TASK STATEMENT: Reading the data below, count the lines that carry the string "else". Give nothing but the count.

DATASET CONTENT:

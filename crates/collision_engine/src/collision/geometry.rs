//! Closest-point primitives shared by ray casts and the narrow phase
//!
//! Based on Ericson, "Real-Time Collision Detection", chapter 5.

use crate::foundation::math::{Vec3, EPSILON};

/// Infinite plane `normal . x = distance`
#[derive(Debug, Clone, Copy, PartialEq)]
pub struct Plane {
    /// Unit normal
    pub normal: Vec3,
    /// Signed distance of the plane from the origin along the normal
    pub distance: f32,
}

impl Plane {
    /// Plane through `point` with the given unit normal
    pub fn from_point_normal(point: &Vec3, normal: Vec3) -> Self {
        Self {
            normal,
            distance: normal.dot(point),
        }
    }

    /// Signed distance from the plane, positive on the normal side
    pub fn signed_distance(&self, point: &Vec3) -> f32 {
        self.normal.dot(point) - self.distance
    }

    /// Orthogonal projection of a point onto the plane
    pub fn project(&self, point: &Vec3) -> Vec3 {
        point - self.normal * self.signed_distance(point)
    }
}

/// Closest point on segment `[a, b]` to `point`, with its parameter in `[0, 1]`
pub fn closest_point_on_segment(point: &Vec3, a: &Vec3, b: &Vec3) -> (Vec3, f32) {
    let ab = b - a;
    let length_squared = ab.norm_squared();
    if length_squared <= EPSILON * EPSILON {
        return (*a, 0.0);
    }
    let t = ((point - a).dot(&ab) / length_squared).clamp(0.0, 1.0);
    (a + ab * t, t)
}

/// Closest points between segments `[p1, q1]` and `[p2, q2]`
///
/// Returns the point on each segment. Parallel segments pick one of the
/// equally close pairs.
pub fn closest_points_between_segments(p1: &Vec3, q1: &Vec3, p2: &Vec3, q2: &Vec3) -> (Vec3, Vec3) {
    let d1 = q1 - p1;
    let d2 = q2 - p2;
    let r = p1 - p2;
    let a = d1.norm_squared();
    let e = d2.norm_squared();
    let f = d2.dot(&r);

    let eps = EPSILON * EPSILON;
    let (s, t) = if a <= eps && e <= eps {
        (0.0, 0.0)
    } else if a <= eps {
        (0.0, (f / e).clamp(0.0, 1.0))
    } else {
        let c = d1.dot(&r);
        if e <= eps {
            ((-c / a).clamp(0.0, 1.0), 0.0)
        } else {
            let b = d1.dot(&d2);
            let denom = a * e - b * b;
            let mut s = if denom > eps {
                ((b * f - c * e) / denom).clamp(0.0, 1.0)
            } else {
                0.0
            };
            let mut t = (b * s + f) / e;
            if t < 0.0 {
                t = 0.0;
                s = (-c / a).clamp(0.0, 1.0);
            } else if t > 1.0 {
                t = 1.0;
                s = ((b - c) / a).clamp(0.0, 1.0);
            }
            (s, t)
        }
    };

    (p1 + d1 * s, p2 + d2 * t)
}

/// True if `point`, assumed to lie in the polygon's plane, is inside the
/// convex polygon wound counter-clockwise about `normal`
pub fn point_in_convex_polygon(point: &Vec3, vertices: &[Vec3], normal: &Vec3) -> bool {
    vertices.iter().enumerate().all(|(i, a)| {
        let b = &vertices[(i + 1) % vertices.len()];
        (b - a).cross(&(point - a)).dot(normal) >= -EPSILON
    })
}

/// Closest point on a convex polygon (including its interior) to `point`
pub fn closest_point_on_convex_polygon(point: &Vec3, vertices: &[Vec3], plane: &Plane) -> Vec3 {
    let projected = plane.project(point);
    if point_in_convex_polygon(&projected, vertices, &plane.normal) {
        return projected;
    }

    let mut best = vertices[0];
    let mut best_distance = f32::INFINITY;
    for (i, a) in vertices.iter().enumerate() {
        let b = &vertices[(i + 1) % vertices.len()];
        let (candidate, _) = closest_point_on_segment(point, a, b);
        let distance = (candidate - point).norm_squared();
        if distance < best_distance {
            best_distance = distance;
            best = candidate;
        }
    }
    best
}

/// Closest points between segment `[a, b]` and a convex polygon
///
/// Returns `(point on segment, point on polygon)`. When the segment pierces
/// the polygon both points are the piercing point.
pub fn closest_points_segment_polygon(a: &Vec3, b: &Vec3, vertices: &[Vec3], plane: &Plane) -> (Vec3, Vec3) {
    let da = plane.signed_distance(a);
    let db = plane.signed_distance(b);
    if (da <= 0.0 && db >= 0.0) || (da >= 0.0 && db <= 0.0) {
        let denom = da - db;
        let t = if denom.abs() > EPSILON { da / denom } else { 0.0 };
        let crossing = a + (b - a) * t;
        if point_in_convex_polygon(&crossing, vertices, &plane.normal) {
            return (crossing, crossing);
        }
    }

    let mut best = (*a, closest_point_on_convex_polygon(a, vertices, plane));
    let mut best_distance = (best.1 - best.0).norm_squared();

    let mut consider = |on_segment: Vec3, on_polygon: Vec3| {
        let distance = (on_polygon - on_segment).norm_squared();
        if distance < best_distance {
            best_distance = distance;
            best = (on_segment, on_polygon);
        }
    };

    consider(*b, closest_point_on_convex_polygon(b, vertices, plane));
    for (i, v0) in vertices.iter().enumerate() {
        let v1 = &vertices[(i + 1) % vertices.len()];
        let (on_segment, on_edge) = closest_points_between_segments(a, b, v0, v1);
        consider(on_segment, on_edge);
    }

    best
}

#[cfg(test)]
mod tests {
    use super::*;
    use approx::assert_relative_eq;

    fn unit_square() -> (Vec<Vec3>, Plane) {
        let vertices = vec![
            Vec3::new(-1.0, 0.0, 1.0),
            Vec3::new(1.0, 0.0, 1.0),
            Vec3::new(1.0, 0.0, -1.0),
            Vec3::new(-1.0, 0.0, -1.0),
        ];
        let plane = Plane::from_point_normal(&vertices[0], Vec3::y());
        (vertices, plane)
    }

    #[test]
    fn test_closest_point_on_segment_clamps() {
        let a = Vec3::zeros();
        let b = Vec3::new(2.0, 0.0, 0.0);

        let (p, t) = closest_point_on_segment(&Vec3::new(1.0, 5.0, 0.0), &a, &b);
        assert_relative_eq!(p, Vec3::new(1.0, 0.0, 0.0));
        assert_relative_eq!(t, 0.5);

        let (p, t) = closest_point_on_segment(&Vec3::new(-3.0, 0.0, 0.0), &a, &b);
        assert_relative_eq!(p, a);
        assert_eq!(t, 0.0);
    }

    #[test]
    fn test_closest_points_between_crossing_segments() {
        let (c1, c2) = closest_points_between_segments(
            &Vec3::new(-1.0, 0.0, 0.0),
            &Vec3::new(1.0, 0.0, 0.0),
            &Vec3::new(0.0, 1.0, -1.0),
            &Vec3::new(0.0, 1.0, 1.0),
        );
        assert_relative_eq!(c1, Vec3::zeros(), epsilon = 1e-6);
        assert_relative_eq!(c2, Vec3::new(0.0, 1.0, 0.0), epsilon = 1e-6);
    }

    #[test]
    fn test_closest_points_between_parallel_segments() {
        let (c1, c2) = closest_points_between_segments(
            &Vec3::new(0.0, 0.0, 0.0),
            &Vec3::new(1.0, 0.0, 0.0),
            &Vec3::new(0.0, 2.0, 0.0),
            &Vec3::new(1.0, 2.0, 0.0),
        );
        assert_relative_eq!((c2 - c1).norm(), 2.0, epsilon = 1e-6);
    }

    #[test]
    fn test_point_in_convex_polygon() {
        let (vertices, plane) = unit_square();
        assert!(point_in_convex_polygon(&Vec3::zeros(), &vertices, &plane.normal));
        assert!(!point_in_convex_polygon(&Vec3::new(2.0, 0.0, 0.0), &vertices, &plane.normal));
    }

    #[test]
    fn test_closest_point_on_polygon_interior_and_edge() {
        let (vertices, plane) = unit_square();

        let above = closest_point_on_convex_polygon(&Vec3::new(0.5, 3.0, 0.5), &vertices, &plane);
        assert_relative_eq!(above, Vec3::new(0.5, 0.0, 0.5), epsilon = 1e-6);

        let beside = closest_point_on_convex_polygon(&Vec3::new(3.0, 1.0, 0.0), &vertices, &plane);
        assert_relative_eq!(beside, Vec3::new(1.0, 0.0, 0.0), epsilon = 1e-6);
    }

    #[test]
    fn test_segment_piercing_polygon() {
        let (vertices, plane) = unit_square();
        let (s, p) = closest_points_segment_polygon(
            &Vec3::new(0.0, 1.0, 0.0),
            &Vec3::new(0.0, -1.0, 0.0),
            &vertices,
            &plane,
        );
        assert_relative_eq!(s, Vec3::zeros(), epsilon = 1e-6);
        assert_relative_eq!(p, Vec3::zeros(), epsilon = 1e-6);
    }

    #[test]
    fn test_segment_above_polygon() {
        let (vertices, plane) = unit_square();
        let (s, p) = closest_points_segment_polygon(
            &Vec3::new(-0.5, 2.0, 0.0),
            &Vec3::new(0.5, 1.0, 0.0),
            &vertices,
            &plane,
        );
        assert_relative_eq!(s, Vec3::new(0.5, 1.0, 0.0), epsilon = 1e-6);
        assert_relative_eq!(p, Vec3::new(0.5, 0.0, 0.0), epsilon = 1e-6);
    }
}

FINISHED EXERCISE: 6